22

Unbiased weighted variance was already addressed here and elsewhere but there still seems to be a surprising amount of confusion. There appears to be a consensus toward the formula presented in the first link as well as in the Wikipedia article. This also looks like the formula used by R, Mathematica, and GSL (but not MATLAB). However, the Wikipedia article also contains the following line which looks like a great sanity check for a weighted variance implementation:

For example, if values {2,2,4,5,5,5} are drawn from the same distribution, then we can treat this set as an unweighted sample, or we can treat it as the weighted sample {2,4,5} with corresponding weights {2,1,3}, and we should get the same results.

My calculations give the value of 2.1667 for variance of the original values and 2.9545 for the weighted variance. Should I really expect them to be the same? Why or why not?

confusedCoder
  • 423
  • 1
  • 4
  • 7

1 Answers1

20

Yes, you should expect both examples (unweighted vs weighted) to give you the same results.

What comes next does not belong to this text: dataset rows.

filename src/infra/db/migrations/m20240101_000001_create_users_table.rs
//! Migration: Create users table.

use sea_orm_migration::prelude::*;

#[derive(DeriveMigrationName)]
pub struct Migration;

#[async_trait::async_trait]
impl MigrationTrait for Migration {
    async fn up(&self, manager: &SchemaManager) -> Result<(), DbErr> {
        manager
            .create_table(
                Table::create()
                    .table(Users::Table)
                    .if_not_exists()
                    .col(
                        ColumnDef::new(Users::Id)
                            .integer()
                            .not_null()
                            .auto_increment()
                            .primary_key(),
                    )
                    .col(ColumnDef::new(Users::Name).string().not_null())
                    .col(ColumnDef::new(Users::Email).string().not_null().unique_key())
                    .col(ColumnDef::new(Users::PasswordHash).string().not_null())
                    .col(
                        ColumnDef::new(Users::CreatedAt)
                            .timestamp_with_time_zone()
                            .not_null(),
                    )
                    .col(
                        ColumnDef::new(Users::UpdatedAt)
                            .timestamp_with_time_zone()
                            .not_null(),
                    )
                    .to_owned(),
            )
            .await
    }

    async fn down(&self, manager: &SchemaManager) -> Result<(), DbErr> {
        manager
            .drop_table(Table::drop().table(Users::Table).to_owned())
            .await
    }
}

#[derive(Iden)]
enum Users {
    Table,
    Id,
    Name,
    Email,
    PasswordHash,
    CreatedAt,
    UpdatedAt,
}
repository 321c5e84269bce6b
//! SeaORM entity definitions
//!
//! These are database-specific entities separate from domain models.

pub mod user;

pub use user::{ActiveModel as UserActiveModel, Entity as UserEntity, Model as UserModel};
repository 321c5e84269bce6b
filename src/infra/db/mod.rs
//! Database connection and initialization.

use sea_orm::{ConnectionTrait, Database as SeaDatabase, DatabaseConnection, DbErr, Statement};
use sea_orm_migration::MigratorTrait;

use crate::config::DatabaseConfig;

pub mod migrations;

pub use migrations::Migrator;

/// Database wrapper for connection management.
///
/// Holds the pooled connection; clones share the same pool.
#[derive(Clone)]
pub struct Database {
    connection: DatabaseConnection,
}

impl Database {
    /// Open the connection pool and apply pending migrations.
    pub async fn connect(config: &DatabaseConfig) -> Result<Self, DbErr> {
        let db = Self::connect_without_migrations(config).await?;
        db.run_migrations().await?;

        tracing::info!(
            max_connections = config.max_connections,
            "Database connected and migrations applied"
        );

        Ok(db)
    }

    /// Connect without running migrations (for CLI commands).
    pub async fn connect_without_migrations(config: &DatabaseConfig) -> Result<Self, DbErr> {
        let connection = SeaDatabase::connect(config.connect_options()).await?;
        Ok(Self { connection })
    }

    /// Get a clone of the database connection.
    pub fn get_connection(&self) -> DatabaseConnection {
        self.connection.clone()
    }

    /// Run pending migrations.
    pub async fn run_migrations(&self) -> Result<(), DbErr> {
        Migrator::up(&self.connection, None).await
    }

    /// Rollback the last migration.
    pub async fn rollback_migration(&self) -> Result<(), DbErr> {
        Migrator::down(&self.connection, Some(1)).await
    }

    /// Get migration status (list all migrations with applied status).
    pub async fn migration_status(&self) -> Result<Vec<(String, bool)>, DbErr> {
        use sea_orm::EntityTrait;
        use sea_orm_migration::seaql_migrations;

        let applied: std::collections::HashSet<String> = seaql_migrations::Entity::find()
            .all(&self.connection)
            .await?
            .into_iter()
            .map(|m| m.version)
            .collect();

        Ok(Migrator::migrations()
            .iter()
            .map(|m| {
                let name = m.name().to_string();
                let is_applied = applied.contains(&name);
                (name, is_applied)
            })
            .collect())
    }

    /// Reset database and run all migrations fresh.
    pub async fn fresh_migrations(&self) -> Result<(), DbErr> {
        Migrator::fresh(&self.connection).await
    }

    /// Check database connectivity by executing a simple query.
    pub async fn ping(&self) -> Result<(), DbErr> {
        self.connection
            .execute(Statement::from_string(
                self.connection.get_database_backend(),
                "SELECT 1".to_string(),
            ))
            .await?;
        Ok(())
    }
}
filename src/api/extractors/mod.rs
//! Custom request extractors.

mod user_id;
mod validated_json;

pub use user_id::{parse_user_id, UserIdPath};
pub use validated_json::ValidatedJson;
//! Application route configuration.

use axum::{response::Json, routing::get, Router};
use tower_http::trace::TraceLayer;
use utoipa::OpenApi;

use super::handlers::{health_routes, user_routes};
use super::openapi::ApiDoc;
use super::AppState;
use crate::config::API_PREFIX;

/// Create the application router with all routes configured
pub fn create_router(state: AppState) -> Router {
    Router::new()
        // Liveness probe, independent of storage
        .nest("/health", health_routes())
        // OpenAPI document
        .route("/api-docs/openapi.json", get(openapi_json))
        .nest(&format!("{}/users", API_PREFIX), user_routes())
        // Global middleware
        .layer(TraceLayer::new_for_http())
        .with_state(state)
}

async fn openapi_json() -> Json<utoipa::openapi::OpenApi> {
    Json(ApiDoc::openapi())
}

I have implemented the two algorithms from the Wikipedia article.

This one works:

If all of the $x_i$ are drawn from the same distribution and the integer weights $w_i$ indicate frequency of occurrence in the sample, then the unbiased estimator of the weighted population variance is given by:

$s^2\ = \frac {1} {V_1 - 1} \sum_{i=1}^N w_i \left(x_i - \mu^*\right)^2,$

However this one (using fractional weights) does not work for me:

If each $x_i$ is drawn from a Gaussian distribution with variance $1/w_i$, the unbiased estimator of a weighted population variance is given by:

$s^2\ = \frac {V_1} {V_1^2-V_2} \sum_{i=1}^N w_i \left(x_i - \mu^*\right)^2$

I am still investigating the reasons why the second equation does not work as intended.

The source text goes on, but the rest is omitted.